Question 4 [8 marks]

1. [5 marks]Use Timer to animate colours. The class javax.swing.Timer (see here for a tutorial) provides a simple way to execute simple tasks periodically. Generally, these tasks must be quick to run. Here we use Timer to animate the colour scheme of our Mandelbrot visualization.

• Add a private field to MandelscapeApp named colourTimer of type javax.swing.Timer.

• Add “implements ActionListener” to the MandelscapeApp class definition.

• Provide an implementation of the method actionPerformed. This method should simply retrieve the current colour model from mandelPanel.getColourModel() and increment the its offset value by a fixed amount, say 10, modulo the value of mandelPanel.getColourModel().getPeriod().

• Add a JCheckBox to the bottom panel of the application (see the tutorial to refresh your memory on how to do use these components). Add a ChangeListener (similar to the one for iterSpinner) which fires when the checkbox value is changed and calls colourTimer.start() when the checkbox is selected and colourTimer.stop() when the checkbox is deselected.
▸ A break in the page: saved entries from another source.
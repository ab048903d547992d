//! Library layer for postharvest: post collection from a search interface
//! through three backends, JSONL persistence with cross-run dedup, and
//! engagement reporting.
//!
//! Wraps the `xsearch_api` crate for the official API backend and adds the
//! browser and search-timeline backends, the pagination loop, and the
//! per-run session.

pub mod api;
pub mod browser;
pub mod config;
pub mod dedup;
pub mod engagement;
pub mod error;
pub mod extract;
pub mod numbers;
pub mod pagination;
pub mod record;
pub mod runner;
pub mod search;
pub mod sink;
pub mod source;
pub mod validation;

pub use xsearch_api;

pub use api::{ApiOptions, ApiSource};
pub use browser::BrowserSource;
pub use config::HarvestConfig;
pub use dedup::{DedupIndex, LoadStats};
pub use engagement::{engagement_score, rank_by_engagement, summarize, top_n, Summary};
pub use error::HarvestError;
pub use extract::{extract_post, ExtractContext};
pub use numbers::parse_count;
pub use pagination::{run_pagination, LoopConfig, LoopOutcome, StopReason};
pub use record::{Backend, IdentityKey, PostRecord, QuerySpec, TextRecord};
pub use runner::{HarvestSession, OutputLayout, QueryOutcome, RunSummary};
pub use search::{SearchError, SearchOptions, SearchScrapeClient, SearchSource};
pub use sink::JsonlSink;
pub use source::{Advance, ItemOutcome, PostSource, SourceError};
2. [3 marks] Possible sources of residual thread interference. Whenever multiple threads of execution work on a single shared variable, there is the possibility for interference. We have been relatively lucky in this assignment in that our concurrent SwingWorkers, while they have worked together on the array MandelModel.iters, they have worked on distinct elements of this array. This can be done safely without locking.

Despite this, there do remain some possibilities for interference. Try to think of some possible problems and describe how they might come about. Hint: remember that SwingWorkers - and threads in general - must handle their own cancellation/interruption. They don’t necessarily terminate immediately!